Je reviens de temps en temps sur ce site. Ne m’en demandez pas plus : en général je n’en ai pas le courage, et même si j’aimerais que certaines choses se sachent, je crois que ça ne changera pas grand chose pour moi. Et pour les autres ? Les autres, mes chers concitoyens, ils ont passé les vingt dernières années à me cracher au visage, alors…

J’ai juste envie de mettre un coup de pied dans ce tas de boue. C’est tout.

Poursuivons sur le vieux Karely…

Il n’a qu’une malchance : il n’y a personne pour hériter de sa fortune et de son pouvoir. Zéro femme, zéro enfant, il va crever comme il a vécu : seul. Oh, certainement que certains se battront pour conserver intact l’héritage, quand il sera passé de l’autre côté, mais je leur souhaite bon courage ! Et sans fortune, ce sera une autre paire de manches…

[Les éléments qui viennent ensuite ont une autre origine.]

//! Ignore patterns for the backup walk.
//!
//! Patterns are shell-style globs matched against relative file keys
//! (e.g. `"photos/2024/img.jpg"`). A key is ignored when it matches any pattern.

use crate::utils::ConfigError;
use globset::{Glob, GlobSet, GlobSetBuilder};
use std::fmt;
use std::path::Path;

/// Compiled, immutable set of ignore patterns.
#[derive(Clone)]
pub struct IgnoreSet {
    patterns: Vec<String>,
    set: GlobSet,
}

impl fmt::Debug for IgnoreSet {
    fn fmt(&self, f: &mut fmt::Formatter<'_>) -> fmt::Result {
        f.debug_struct("IgnoreSet")
            .field("patterns", &self.patterns)
            .finish_non_exhaustive()
    }
}

impl Default for IgnoreSet {
    fn default() -> Self {
        Self {
            patterns: Vec::new(),
            set: GlobSet::empty(),
        }
    }
}

impl IgnoreSet {
    /// Load patterns from an ignore file.
    ///
    /// A missing file yields an empty set. Lines are trimmed, blank lines and
    /// lines starting with `#` are skipped.
    pub fn load(path: &Path) -> Result<Self, ConfigError> {
        let content = match std::fs::read_to_string(path) {
            Ok(content) => content,
            Err(e) if e.kind() == std::io::ErrorKind::NotFound => {
                tracing::debug!("No ignore file at {}", path.display());
                return Ok(Self::default());
            }
            Err(source) => {
                return Err(ConfigError::Io {
                    path: path.to_path_buf(),
                    source,
                })
            }
        };

        let set = Self::parse(&content)?;
        tracing::debug!(
            "Loaded {} ignore patterns from {}",
            set.len(),
            path.display()
        );
        Ok(set)
    }

    /// Parse the line-oriented ignore file format.
    pub fn parse(content: &str) -> Result<Self, ConfigError> {
        let lines = content
            .lines()
            .enumerate()
            .map(|(idx, line)| (idx + 1, line.trim()))
            .filter(|(_, line)| !line.is_empty() && !line.starts_with('#'));

        Self::compile(lines)
    }

    /// Build a set from in-memory patterns.
    pub fn from_patterns<I, S>(patterns: I) -> Result<Self, ConfigError>
    where
        I: IntoIterator<Item = S>,
        S: AsRef<str>,
    {
        let owned: Vec<String> = patterns
            .into_iter()
            .map(|p| p.as_ref().to_string())
            .collect();
        Self::compile(owned.iter().enumerate().map(|(idx, p)| (idx + 1, p.as_str())))
    }

    fn compile<'a, I>(lines: I) -> Result<Self, ConfigError>
    where
        I: Iterator<Item = (usize, &'a str)>,
    {
        let mut builder = GlobSetBuilder::new();
        let mut patterns = Vec::new();

        for (line, pattern) in lines {
            let glob = Glob::new(pattern).map_err(|source| ConfigError::Pattern {
                pattern: pattern.to_string(),
                line,
                source,
            })?;
            builder.add(glob);
            patterns.push(pattern.to_string());
        }

        let set = builder.build().map_err(|source| ConfigError::Pattern {
            pattern: patterns.join(", "),
            line: 0,
            source,
        })?;

        Ok(Self { patterns, set })
    }

    /// True when no patterns are configured. Callers use this to skip matching
    /// entirely.
    pub fn is_empty(&self) -> bool {
        self.patterns.is_empty()
    }

    pub fn len(&self) -> usize {
        self.patterns.len()
    }

    pub fn patterns(&self) -> &[String] {
        &self.patterns
    }

    /// Returns true if `key` matches at least one pattern.
    pub fn matches(&self, key: &str) -> bool {
        self.set.is_match(key)
    }
}

#[cfg(test)]
mod tests {
    use super::*;
    use std::fs;
    use tempfile::TempDir;

    #[test]
    fn test_empty_set_matches_nothing() {
        let set = IgnoreSet::default();
        assert!(set.is_empty());
        assert!(!set.matches("a.txt"));
        assert!(!set.matches("deep/nested/file.log"));
        assert!(!set.matches(""));
    }

    #[test]
    fn test_matches_any_pattern() {
        let set = IgnoreSet::from_patterns(["*.log", "tmp/**"]).unwrap();
        assert!(set.matches("b.log"));
        assert!(set.matches("tmp/cache/x.bin"));
        assert!(!set.matches("a.txt"));
        assert!(!set.matches("src/tmp.rs"));
    }

    #[test]
    fn test_star_crosses_separators() {
        let set = IgnoreSet::from_patterns(["*.log"]).unwrap();
        assert!(set.matches("logs/2024/app.log"));
    }

    #[test]
    fn test_recursive_wildcard() {
        let set = IgnoreSet::from_patterns(["**/node_modules/**"]).unwrap();
        assert!(set.matches("web/node_modules/react/index.js"));
        assert!(set.matches("node_modules/x.js"));
        assert!(!set.matches("web/src/index.js"));
    }

    #[test]
    fn test_parse_skips_comments_and_blank_lines() {
        let set = IgnoreSet::parse("# editor files\n*.swp\n\n   \n  .DS_Store  \n#*.txt\n").unwrap();
        assert_eq!(set.patterns(), &["*.swp".to_string(), ".DS_Store".to_string()]);
        assert!(set.matches(".DS_Store"));
        // Patterns match the whole key, not just the file name.
        assert!(!set.matches("notes/.DS_Store"));
        assert!(!set.matches("readme.txt"));
    }

    #[test]
    fn test_invalid_pattern_rejected_with_line() {
        let err = IgnoreSet::parse("*.ok\n# comment\n[unclosed\n").unwrap_err();
        match err {
            ConfigError::Pattern { pattern, line, .. } => {
                assert_eq!(pattern, "[unclosed");
                assert_eq!(line, 3);
            }
            other => panic!("unexpected error: {other:?}"),
        }
    }

    #[test]
    fn test_load_missing_file_is_empty() -> Result<(), ConfigError> {
        let temp_dir = TempDir::new().unwrap();
        let set = IgnoreSet::load(&temp_dir.path().join(".ignore"))?;
        assert!(set.is_empty());
        Ok(())
    }

    #[test]
    fn test_load_from_file() -> Result<(), ConfigError> {
        let temp_dir = TempDir::new().unwrap();
        let path = temp_dir.path().join(".ignore");
        fs::write(&path, "# build output\ntarget/**\n*.o\n").unwrap();

        let set = IgnoreSet::load(&path)?;
        assert_eq!(set.len(), 2);
        assert!(set.matches("target/debug/app"));
        assert!(set.matches("obj/main.o"));
        Ok(())
    }
}
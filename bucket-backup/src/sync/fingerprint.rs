//! Content fingerprints for change detection.
//!
//! Files are streamed through the hasher in fixed-size chunks so memory use
//! does not depend on file size.

use serde::{Deserialize, Serialize};
use sha1::Sha1;
use sha2::{Digest, Sha256};
use std::fmt;
use std::fs::File;
use std::io::{self, Read};
use std::path::Path;
use std::str::FromStr;

/// Read buffer size used while hashing (64 KiB)
pub const CHUNK_SIZE: usize = 64 * 1024;

/// Digest algorithm used for fingerprints.
///
/// SHA-1 is kept only for compatibility with older indexes; it is
/// collision-weak and should not be chosen for new installs.
#[derive(Debug, Clone, Copy, PartialEq, Eq, Default, Serialize, Deserialize)]
#[serde(rename_all = "lowercase")]
pub enum HashAlgorithm {
    #[default]
    Sha256,
    Sha1,
}

impl HashAlgorithm {
    pub fn as_str(&self) -> &'static str {
        match self {
            HashAlgorithm::Sha256 => "sha256",
            HashAlgorithm::Sha1 => "sha1",
        }
    }
}

impl fmt::Display for HashAlgorithm {
    fn fmt(&self, f: &mut fmt::Formatter<'_>) -> fmt::Result {
        f.write_str(self.as_str())
    }
}

impl FromStr for HashAlgorithm {
    type Err = String;

    fn from_str(s: &str) -> Result<Self, Self::Err> {
        match s.trim().to_ascii_lowercase().as_str() {
            "sha256" | "sha-256" => Ok(HashAlgorithm::Sha256),
            "sha1" | "sha-1" => Ok(HashAlgorithm::Sha1),
            other => Err(format!("unsupported hash algorithm '{other}' (expected sha256 or sha1)")),
        }
    }
}

/// Compute the hex digest of a file's content.
pub fn fingerprint(path: &Path, algorithm: HashAlgorithm) -> io::Result<String> {
    fingerprint_with_chunk_size(path, algorithm, CHUNK_SIZE)
}

/// Same as [`fingerprint`] with an explicit read buffer size.
pub fn fingerprint_with_chunk_size(
    path: &Path,
    algorithm: HashAlgorithm,
    chunk_size: usize,
) -> io::Result<String> {
    let file = File::open(path)?;

    match algorithm {
        HashAlgorithm::Sha256 => hash_reader::<Sha256, _>(file, chunk_size),
        HashAlgorithm::Sha1 => hash_reader::<Sha1, _>(file, chunk_size),
    }
}

fn hash_reader<D: Digest, R: Read>(mut reader: R, chunk_size: usize) -> io::Result<String> {
    let mut hasher = D::new();
    let mut buf = vec![0u8; chunk_size.max(1)];

    loop {
        let n = match reader.read(&mut buf) {
            Ok(0) => break,
            Ok(n) => n,
            Err(e) if e.kind() == io::ErrorKind::Interrupted => continue,
            Err(e) => return Err(e),
        };
        hasher.update(&buf[..n]);
    }

    Ok(hex::encode(hasher.finalize()))
}
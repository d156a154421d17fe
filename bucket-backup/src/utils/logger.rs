//! Logging configuration using tracing.

use tracing_subscriber::{layer::SubscriberExt, util::SubscriberInitExt, EnvFilter};

/// Level used when neither `RUST_LOG` nor the configuration names one.
pub const DEFAULT_LEVEL: &str = "warn";

/// Initialize logging with the specified level.
///
/// `RUST_LOG` takes precedence; an unparsable level falls back to `warn`.
pub fn init(level: &str) -> anyhow::Result<()> {
    tracing_subscriber::registry()
        .with(build_filter(level))
        .with(tracing_subscriber::fmt::layer().with_writer(std::io::stderr))
        .try_init()?;

    Ok(())
}

fn build_filter(level: &str) -> EnvFilter {
    EnvFilter::try_from_default_env().unwrap_or_else(|_| level_filter(level))
}

fn level_filter(level: &str) -> EnvFilter {
    EnvFilter::try_new(level).unwrap_or_else(|_| EnvFilter::new(DEFAULT_LEVEL))
}
//! Human-readable formatting for run summaries.

/// Format bytes as human-readable string
pub fn format_bytes(bytes: u64) -> String {
    const UNITS: &[&str] = &["B", "KB", "MB", "GB", "TB"];
    let mut size = bytes as f64;
    let mut unit_index = 0;

    while size >= 1024.0 && unit_index < UNITS.len() - 1 {
        size /= 1024.0;
        unit_index += 1;
    }

    if unit_index == 0 {
        format!("{} B", bytes)
    } else {
        format!("{:.2} {}", size, UNITS[unit_index])
    }
}

/// Format elapsed milliseconds, e.g. `850ms`, `12.3s`, `4m 05s`
pub fn format_elapsed(millis: u128) -> String {
    if millis < 1000 {
        format!("{}ms", millis)
    } else if millis < 60_000 {
        format!("{:.1}s", millis as f64 / 1000.0)
    } else {
        let secs = millis / 1000;
        format!("{}m {:02}s", secs / 60, secs % 60)
    }
}
//! Custom error types for the backup tool.
//!
//! Configuration errors are fatal and detected before any I/O. Everything that
//! happens during a run is attributable to a single file and carries its key.

use std::path::PathBuf;
use thiserror::Error;

#[derive(Error, Debug)]
pub enum ConfigError {
    #[error("Missing required setting: {0}")]
    Missing(&'static str),

    #[error("Invalid value for {key}: {reason}")]
    Invalid { key: &'static str, reason: String },

    #[error("Failed to read {path}: {source}")]
    Io {
        path: PathBuf,
        #[source]
        source: std::io::Error,
    },

    #[error("Failed to parse config file {path}: {source}")]
    Toml {
        path: PathBuf,
        #[source]
        source: toml::de::Error,
    },

    #[error("Invalid ignore pattern '{pattern}' on line {line}: {source}")]
    Pattern {
        pattern: String,
        line: usize,
        #[source]
        source: globset::Error,
    },
}

#[derive(Error, Debug)]
pub enum IndexError {
    #[error("I/O error on change index {path}: {source}")]
    Io {
        path: PathBuf,
        #[source]
        source: std::io::Error,
    },

    #[error("Malformed change index {path}: {source}")]
    Parse {
        path: PathBuf,
        #[source]
        source: serde_json::Error,
    },

    #[error("Change index {path} has format version {found}, expected {expected}")]
    UnsupportedVersion {
        path: PathBuf,
        found: u32,
        expected: u32,
    },
}

#[derive(Error, Debug)]
pub enum UploadError {
    #[error("I/O error: {0}")]
    Io(#[from] std::io::Error),

    #[error("Object store error: {0}")]
    Store(#[from] object_store::Error),

    #[error("Invalid object name: {0}")]
    Path(#[from] object_store::path::Error),

    #[error("Part upload task failed: {0}")]
    Task(#[from] tokio::task::JoinError),
}

#[derive(Error, Debug)]
pub enum SyncError {
    #[error("Failed to enumerate {key}: {source}")]
    Walk {
        key: String,
        #[source]
        source: walkdir::Error,
    },

    #[error("Failed to fingerprint {key}: {source}")]
    Fingerprint {
        key: String,
        #[source]
        source: std::io::Error,
    },

    #[error("Failed to upload {key}: {source}")]
    Upload {
        key: String,
        #[source]
        source: UploadError,
    },

    #[error(transparent)]
    Index(#[from] IndexError),

    #[error("Background task failed: {0}")]
    Task(#[from] tokio::task::JoinError),
}

impl SyncError {
    /// Relative key of the file this error belongs to, if any.
    pub fn key(&self) -> Option<&str> {
        match self {
            SyncError::Walk { key, .. }
            | SyncError::Fingerprint { key, .. }
            | SyncError::Upload { key, .. } => Some(key),
            SyncError::Index(_) | SyncError::Task(_) => None,
        }
    }
}

pub type Result<T> = std::result::Result<T, SyncError>;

A qui iront les biens du Vieux ? Personne ne le sait. Il a bien dit ici et là, en telle ou telle occasion, qu’il en donnerait une partie à son église, une autre à la ville, une autre à l’UNICEF et à je ne sais quelle autre connerie caritative, mais l’essentiel, on ne sait pas dans quelles mains ça va retomber. Les gars du Thunder Bay Clarion ont bien essayé de reconstituer l’arbre généalogique de ce cher TW, mais ils ne sont arrivés à rien. Alors, peut-être que le Vieux va léguer ses usines à sa cuisinière ? à ses chiens ? à une fondation pour la réinsertion des détenus originaires de la ville ? au parti Républicain ?

Honnêtement, je m’en fous. Et puis, je serai mort avant lui. J’ai eu du mal, l’autre jour, avec Rob. J’ai vieilli, ou bien je ne suis pas en forme. (Drôle de façon de parler.)

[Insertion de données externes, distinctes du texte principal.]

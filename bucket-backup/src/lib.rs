//! Bucket Backup Library
//!
//! Incrementally copies a directory tree into an object-storage bucket,
//! skipping ignored files and files whose content digest is unchanged since
//! the last run.

pub mod config;
pub mod executor;
pub mod fs;
pub mod sync;
pub mod transfer;
pub mod utils;

// Re-export commonly used types
pub use config::Settings;
pub use executor::{FailurePolicy, IndexHandle, SyncEngine, SyncOptions, SyncReport};
pub use utils::errors::SyncError;
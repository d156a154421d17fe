//! Transfer of file contents to remote object storage.

pub mod format;
pub mod uploader;

pub use uploader::{ObjectStoreUploader, RemoteUploader};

Le vieux grincheux vit tout seul dans sa maison immense, le Jackson View Manor. Tous ceux qui ont visité un jour la ville savent à quoi il ressemble. Pour les autres, essayez d’imaginer un vieux château écossais, sombre, très sombre, planté sur la falaise au-dessus de la mer, dominant celle-ci comme il domine la ville. Pour un vieux bonhomme solitaire, c’est largement surdimensionné.

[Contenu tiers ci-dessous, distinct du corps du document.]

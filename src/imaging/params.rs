//! Parameter types for export operations.
//!
//! These types describe *what* to produce, not *how*. They are the interface
//! between the export layer (which decides sizes and destinations) and the
//! [`backend`](super::backend) (which does the pixel and codec work). The
//! split lets tests swap in a recording mock without touching export logic.
//!
//! ## Types
//!
//! - [`SaveFormat`]: Output container (tga/png/bmp/jpg/gif) with its trait table.
//! - [`ResampleFilter`]: The six named resample kernels.
//! - [`SizeMode`] / [`SizeSpec`]: How target dimensions are derived.
//! - [`Quality`]: JPEG quality, clamped to what the encoder accepts.
//! - [`EncodeOptions`] / [`EncodeParams`]: Format-specific encoder settings.
//! - [`ColourFormat`]: Whether the alpha channel is written.

use super::backend::Dimensions;
use super::calculations::compute_output_size;
use super::picture::Picture;
use serde::{Deserialize, Serialize};
use std::fmt;
use std::str::FromStr;

/// Output image container.
#[derive(Debug, Clone, Copy, PartialEq, Eq, Hash, Default, Serialize, Deserialize)]
#[serde(rename_all = "lowercase")]
pub enum SaveFormat {
    #[default]
    Tga,
    Png,
    Bmp,
    Jpg,
    /// Kept for settings written by older viewer builds.
    Gif,
}

/// Static traits of a [`SaveFormat`].
#[derive(Debug, Clone, Copy, PartialEq, Eq)]
pub struct FormatInfo {
    pub format: SaveFormat,
    pub name: &'static str,
    /// Extension including the leading dot.
    pub extension: &'static str,
    pub supports_alpha: bool,
    pub supports_quality: bool,
}

/// Format table, in selector-index order.
pub static SAVE_FORMATS: [FormatInfo; 5] = [
    FormatInfo {
        format: SaveFormat::Tga,
        name: "tga",
        extension: ".tga",
        supports_alpha: true,
        supports_quality: false,
    },
    FormatInfo {
        format: SaveFormat::Png,
        name: "png",
        extension: ".png",
        supports_alpha: true,
        supports_quality: false,
    },
    FormatInfo {
        format: SaveFormat::Bmp,
        name: "bmp",
        extension: ".bmp",
        supports_alpha: true,
        supports_quality: false,
    },
    FormatInfo {
        format: SaveFormat::Jpg,
        name: "jpg",
        extension: ".jpg",
        supports_alpha: false,
        supports_quality: true,
    },
    FormatInfo {
        format: SaveFormat::Gif,
        name: "gif",
        extension: ".gif",
        supports_alpha: true,
        supports_quality: false,
    },
];

impl SaveFormat {
    /// Map a persisted selector index to a format. Out-of-range indices clamp
    /// to the nearest valid entry.
    pub fn from_index(index: i32) -> Self {
        let clamped = index.clamp(0, SAVE_FORMATS.len() as i32 - 1) as usize;
        SAVE_FORMATS[clamped].format
    }

    pub fn index(self) -> usize {
        match self {
            SaveFormat::Tga => 0,
            SaveFormat::Png => 1,
            SaveFormat::Bmp => 2,
            SaveFormat::Jpg => 3,
            SaveFormat::Gif => 4,
        }
    }

    pub fn info(self) -> &'static FormatInfo {
        &SAVE_FORMATS[self.index()]
    }

    pub fn extension(self) -> &'static str {
        self.info().extension
    }

    pub fn supports_alpha(self) -> bool {
        self.info().supports_alpha
    }

    pub fn supports_quality(self) -> bool {
        self.info().supports_quality
    }
}

impl fmt::Display for SaveFormat {
    fn fmt(&self, f: &mut fmt::Formatter<'_>) -> fmt::Result {
        f.write_str(self.info().name)
    }
}

impl FromStr for SaveFormat {
    type Err = String;

    fn from_str(s: &str) -> Result<Self, Self::Err> {
        let wanted = s.trim_start_matches('.').to_ascii_lowercase();
        let wanted = if wanted == "jpeg" { "jpg".to_string() } else { wanted };
        SAVE_FORMATS
            .iter()
            .find(|info| info.name == wanted)
            .map(|info| info.format)
            .ok_or_else(|| format!("unknown file type '{s}' (expected tga, png, bmp, jpg or gif)"))
    }
}

/// Resample kernel used when the output size differs from the source.
///
/// Names are passed through to the resampler unchanged; see
/// [`RustBackend`](super::rust_backend::RustBackend) for the kernel mapping.
#[derive(Debug, Clone, Copy, PartialEq, Eq, Hash, Default, Serialize, Deserialize)]
#[serde(rename_all = "kebab-case")]
pub enum ResampleFilter {
    NearestNeighbour,
    Box,
    #[default]
    Bilinear,
    Bicubic,
    Quadratic,
    Hamming,
}

impl ResampleFilter {
    pub const ALL: [ResampleFilter; 6] = [
        ResampleFilter::NearestNeighbour,
        ResampleFilter::Box,
        ResampleFilter::Bilinear,
        ResampleFilter::Bicubic,
        ResampleFilter::Quadratic,
        ResampleFilter::Hamming,
    ];

    /// Map a persisted selector index to a filter, clamping to `0..=5`.
    pub fn from_index(index: i32) -> Self {
        Self::ALL[index.clamp(0, Self::ALL.len() as i32 - 1) as usize]
    }

    pub fn name(self) -> &'static str {
        match self {
            ResampleFilter::NearestNeighbour => "nearest-neighbour",
            ResampleFilter::Box => "box",
            ResampleFilter::Bilinear => "bilinear",
            ResampleFilter::Bicubic => "bicubic",
            ResampleFilter::Quadratic => "quadratic",
            ResampleFilter::Hamming => "hamming",
        }
    }
}

impl fmt::Display for ResampleFilter {
    fn fmt(&self, f: &mut fmt::Formatter<'_>) -> fmt::Result {
        f.write_str(self.name())
    }
}

impl FromStr for ResampleFilter {
    type Err = String;

    fn from_str(s: &str) -> Result<Self, Self::Err> {
        let wanted = s.to_ascii_lowercase().replace('_', "-");
        let wanted = match wanted.as_str() {
            "nearest" | "nearestneighbour" | "nearest-neighbor" => "nearest-neighbour",
            other => other,
        };
        Self::ALL
            .iter()
            .copied()
            .find(|f| f.name() == wanted)
            .ok_or_else(|| format!("unknown resample filter '{s}'"))
    }
}

/// How target dimensions are derived from each source image.
#[derive(Debug, Clone, Copy, PartialEq, Eq, Hash, Default, Serialize, Deserialize)]
#[serde(rename_all = "kebab-case")]
pub enum SizeMode {
    /// Scale both dimensions by a percentage of the original.
    #[default]
    Percent,
    /// Exact width and height; aspect ratio is not preserved.
    SetWidthAndHeight,
    /// Fixed width; height follows the source aspect ratio.
    SetWidthRetainAspect,
    /// Fixed height; width follows the source aspect ratio.
    SetHeightRetainAspect,
}

impl SizeMode {
    pub fn name(self) -> &'static str {
        match self {
            SizeMode::Percent => "percent",
            SizeMode::SetWidthAndHeight => "set-width-and-height",
            SizeMode::SetWidthRetainAspect => "set-width-retain-aspect",
            SizeMode::SetHeightRetainAspect => "set-height-retain-aspect",
        }
    }
}

impl fmt::Display for SizeMode {
    fn fmt(&self, f: &mut fmt::Formatter<'_>) -> fmt::Result {
        f.write_str(self.name())
    }
}

impl FromStr for SizeMode {
    type Err = String;

    fn from_str(s: &str) -> Result<Self, Self::Err> {
        match s.to_ascii_lowercase().replace('_', "-").as_str() {
            "percent" => Ok(SizeMode::Percent),
            "set-width-and-height" | "width-and-height" => Ok(SizeMode::SetWidthAndHeight),
            "set-width-retain-aspect" | "width" => Ok(SizeMode::SetWidthRetainAspect),
            "set-height-retain-aspect" | "height" => Ok(SizeMode::SetHeightRetainAspect),
            _ => Err(format!("unknown size mode '{s}'")),
        }
    }
}

/// A sizing mode together with the values it reads.
///
/// Only the values the mode names are authoritative; the rest are carried
/// along untouched so a UI can switch modes without losing input.
#[derive(Debug, Clone, Copy, PartialEq)]
pub struct SizeSpec {
    pub mode: SizeMode,
    pub percent: f32,
    pub width: u32,
    pub height: u32,
}

impl SizeSpec {
    /// Exact output size, as used by the single-image save path.
    pub fn exact(dims: Dimensions) -> Self {
        Self {
            mode: SizeMode::SetWidthAndHeight,
            percent: 100.0,
            width: dims.width,
            height: dims.height,
        }
    }

    /// Target dimensions for a source of the given size.
    pub fn resolve(&self, source: Dimensions) -> Dimensions {
        compute_output_size(source, self.mode, self.percent, self.width, self.height)
    }
}

/// JPEG quality setting (1-100).
///
/// The persisted range is 0–100; the encoder's floor is 1, so 0 maps to 1.
#[derive(Debug, Clone, Copy, PartialEq, Eq)]
pub struct Quality(pub u32);

impl Quality {
    pub fn new(value: u32) -> Self {
        Self(value.clamp(1, 100))
    }

    pub fn value(self) -> u32 {
        self.0
    }
}

impl Default for Quality {
    fn default() -> Self {
        Self(95)
    }
}

/// Whether the written file carries an alpha channel.
#[derive(Debug, Clone, Copy, PartialEq, Eq, Serialize)]
#[serde(rename_all = "kebab-case")]
pub enum ColourFormat {
    Colour,
    ColourAndAlpha,
}

/// Format-specific encoder settings.
#[derive(Debug, Clone, Copy, PartialEq, Eq, Default)]
pub struct EncodeOptions {
    /// Run-length encode TGA output. Ignored by other formats.
    pub targa_rle: bool,
    /// Used by JPEG only.
    pub jpeg_quality: Quality,
}

/// Everything the encoder needs besides the pixels and destination.
#[derive(Debug, Clone, Copy, PartialEq, Eq)]
pub struct EncodeParams {
    pub format: SaveFormat,
    pub options: EncodeOptions,
}

impl EncodeParams {
    /// Opaque pictures are written colour-only; translucent ones keep alpha
    /// when the container can store it.
    pub fn colour_format(&self, picture: &Picture) -> ColourFormat {
        if picture.is_opaque() || !self.format.supports_alpha() {
            ColourFormat::Colour
        } else {
            ColourFormat::ColourAndAlpha
        }
    }
}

Je dis qu’il vit tout seul parce que les seuls qui l’habitent avec lui sont ses domestiques. Une cuisinière, une bonne, un garde du corps (parfois deux, si le patron se sent plus mal que d’habitude) et un chauffeur (qui sait aussi se servir d’un flingue, méfiez-vous de Romeo…). Tout ce petit monde vit au manoir, sauf la cuisinière, Thea.

Les autres sont des cons, mais Thea, c’est quelqu’un de bien. Il faudra parler d’elle, un peu.